Of all the models the Buddha used to describe experience and the Path, the six sense model occurs the most – more than even the four noble truths, the eightfold path or dependent origination. It relates to the forming of moments of consciousness dependent on one of the six senses.

There are these six classes of consciousness: eye, ear, nose, tongue, body and mind M 9.9

Note these are six different classes, and not one consciousness that jumps between them.

Just as a monkey faring through the woods, through the great forest catches hold of a bough, letting it go seizes another, even so that which we call thought, mind, consciousness, that arises as one thing, ceases as another both by day and by night. S II 95

In classifying the forms of consciousness, we see they are dependently arisen on the fuel that feeds them. Like any fire, no matter how long it has been burning, take away the fuel and the fire rapidly fades.

Just as dependent on what ever condition a fire burns, it comes to be reckoned in terms of that condition i.e. a log-fire, a grass-fire, dung-fire, even so consciousness is reckoned by the condition on which it arises, ie.e eye-consciousness, ear-consciousness etc…

In the Simile of the Elephant’s Footprint, sutta 28 Majjhima Nikaya, the progress of the citta as it embarks on a trail of conscious formation, is broken into elements that reflect what we looked at in the psychological models.

When the eye is intact and external forms hove into range, and there is the corresponding [conscious] engagement, then there is the manifestation of the corresponding class of consciousness. M28

The ‘engagement’ is tajjo samannāhāro and is explained by the commentary to mean manasikāra, or attention. Narada’s translation of the Abhidhammattha Sangaha explans manasikāra as follows:

The literal meaning of the term is ‘making in the mind’. Turning the mind towards the object is the chief characteristic of manasikāra. It is like the rudder of a ship, which is indispensable to take her directly to her destination. Mind without mansikara is like a rudderless ship. Manasikāra directs the mind to the object, Vitakka throws the mind onto its object.

This form of attention, is very much reminiscent of the 5 door adverting consciousness also found in the same manual.

So here is a description that was later echoed by psychology – that you need not just the eye and forms in order to see, but also conscious engagement. Then consciousness arises dependent on that sense. And so on for the other senses. Once there is consciousness added to the mux, then comes ‘Contacting’ or Phassa. I call it ‘contacting’ rather than contact because it follows after the object has arisen in as consciousness according to the directive of attention. Venerable Nyānatiloka agrees in a note in the Abhidhamma Sangaha p79, he suggests impression, sense impression or conscious impression as words for Phassa. Thus it is not contact between the sense and object, but the sense and object meeting, spotlighted by attention, that forms the subjective sense of Contacting the object. Thus we see in innumerable suttas that contact comes after the consciouness based on the sense has arisen. For example M137 lists:

• Six internal sense bases

• Six external bases

• Six bases of consciousness

• Six bases of contact

• Eighteen bases of mental exploration (six x joy, grief, equanimity)

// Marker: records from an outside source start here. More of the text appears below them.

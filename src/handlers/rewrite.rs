use anyhow::Context;
use async_trait::async_trait;
use regex::Regex;
use tracing::debug;

use crate::handlers::{Handler, Interrupt, decode_uri};
use crate::http::{Request, Response};

/// Pattern anchored at the start of the request target, plus a replacement
/// that may reference capture groups (`$1`, `${name}`).
#[derive(Debug, Clone)]
pub struct RewriteRule {
    regex: Regex,
    replacement: String,
}

impl RewriteRule {
    pub fn new(pattern: &str, replacement: &str) -> anyhow::Result<Self> {
        let regex =
            Regex::new(pattern).with_context(|| format!("invalid rewrite pattern: {pattern}"))?;
        Ok(Self {
            regex,
            replacement: replacement.to_string(),
        })
    }

    /// The rewritten target, or `None` when the rule does not match at the
    /// beginning of `uri`.
    pub fn apply(&self, uri: &str) -> Option<String> {
        let captures = self.regex.captures(uri)?;
        if captures.get(0)?.start() != 0 {
            return None;
        }
        let mut out = String::new();
        captures.expand(&self.replacement, &mut out);
        Some(out)
    }
}

/// Replaces the request target using the first matching rule.
pub struct RewriteHandler {
    rules: Vec<RewriteRule>,
}

impl RewriteHandler {
    pub fn new(rules: Vec<RewriteRule>) -> Self {
        Self { rules }
    }
}

#[async_trait]
impl Handler for RewriteHandler {
    async fn handle(
        &self,
        request: &mut Request<'_>,
        _response: &mut Response<'_>,
    ) -> anyhow::Result<Option<Interrupt>> {
        let uri = decode_uri(&request.uri);
        if let Some(rewritten) = self.rules.iter().find_map(|rule| rule.apply(&uri)) {
            debug!(from = %request.uri, to = %rewritten, "Rewrote request target");
            request.uri = rewritten;
        }
        Ok(None)
    }
}

#[cfg(test)]
mod tests {
    use super::*;

    #[test]
    fn expands_captures() {
        let rule = RewriteRule::new(r"/old/(\w+)", "/new/$1").unwrap();
        assert_eq!(rule.apply("/old/page").as_deref(), Some("/new/page"));
    }

    #[test]
    fn match_must_start_at_beginning() {
        let rule = RewriteRule::new("/a", "/b").unwrap();
        assert_eq!(rule.apply("/x/a"), None);
    }

    #[test]
    fn rejects_bad_pattern() {
        assert!(RewriteRule::new("(", "x").is_err());
    }
}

Or at M18, The Honeyball, we find it categorically stated:

Depending on eye and forms eye-consciousness arises. The meeting of the three is contacting. With contacting as condition there is feeling. What one feels, that one perceives. What one perceives that one thinks about. What one thinks about one mentally proliferates.

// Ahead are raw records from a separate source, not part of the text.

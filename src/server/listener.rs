use std::io;
use std::net::{SocketAddr, TcpListener, ToSocketAddrs};

use anyhow::Context;
use socket2::{Domain, Protocol, Socket, Type};

/// A bound, listening socket shared by every worker.
#[derive(Debug)]
pub struct ListenEndpoint {
    listener: TcpListener,
    addr: SocketAddr,
}

impl ListenEndpoint {
    pub fn bind(addr: SocketAddr, backlog: i32) -> anyhow::Result<Self> {
        let socket = Socket::new(Domain::for_address(addr), Type::STREAM, Some(Protocol::TCP))
            .context("failed to create socket")?;
        socket.set_reuse_address(true)?;
        socket
            .bind(&addr.into())
            .with_context(|| format!("failed to bind {addr}"))?;
        socket
            .listen(backlog)
            .with_context(|| format!("failed to listen on {addr}"))?;
        socket.set_nonblocking(true)?;

        let listener: TcpListener = socket.into();
        let addr = listener.local_addr()?;
        Ok(Self { listener, addr })
    }

    /// Actual bound address (port 0 resolves to the assigned port).
    pub fn local_addr(&self) -> SocketAddr {
        self.addr
    }

    /// A second handle on the same socket, for a worker to own.
    pub fn try_clone_listener(&self) -> io::Result<TcpListener> {
        self.listener.try_clone()
    }
}

/// Resolves `host:port`, taking the first address.
pub fn resolve(endpoint: &str) -> anyhow::Result<SocketAddr> {
    endpoint
        .to_socket_addrs()
        .with_context(|| format!("invalid listen address: {endpoint}"))?
        .next()
        .with_context(|| format!("listen address resolved to nothing: {endpoint}"))
}

/// Binds every configured endpoint once, before any worker exists.
pub fn bind_all(endpoints: &[String], backlog: i32) -> anyhow::Result<Vec<ListenEndpoint>> {
    endpoints
        .iter()
        .map(|endpoint| ListenEndpoint::bind(resolve(endpoint)?, backlog))
        .collect()
}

So here we see what psychology has been investigating. That somehow one senses the environment first on a broad scale, but something catches the attention. Then Manasikāra directs the mind to that object (it must have arisen in some way for manasikāra to know to direct the attention there), and consciousness arises dependent on that object. From there the whole gamut of suffering is spawned. Buddhism makes no mention of the prior Sensory memory, as it is only concerned with the consciousness that arises dependent on focussing attention. Perhaps we can illustrate this by pointing out the difference between hearing and listening, or seeing and looking at. In both cases there is a conscious engagement and focussing of the mind on that particular sense.

Case for Cognition

Because of this discrepancy between the western concept of consciousness, and the Buddhist terminology, I propose that a far superior word for viññāna is cognition. When there is conscious engagement, one cognizes the object – this is a stage in the process that comes after simple sensory perception. Not only is cognition the correct word for this phenomenon, but also it avoids all the confusion with the sense that consciousness is a continuous medium. I do grant however, that the latter has grounds for argument based on the suttas, but it is not a view I hold, nor is it very tenable in the face of countless suttas that describe the cessation of consciousness.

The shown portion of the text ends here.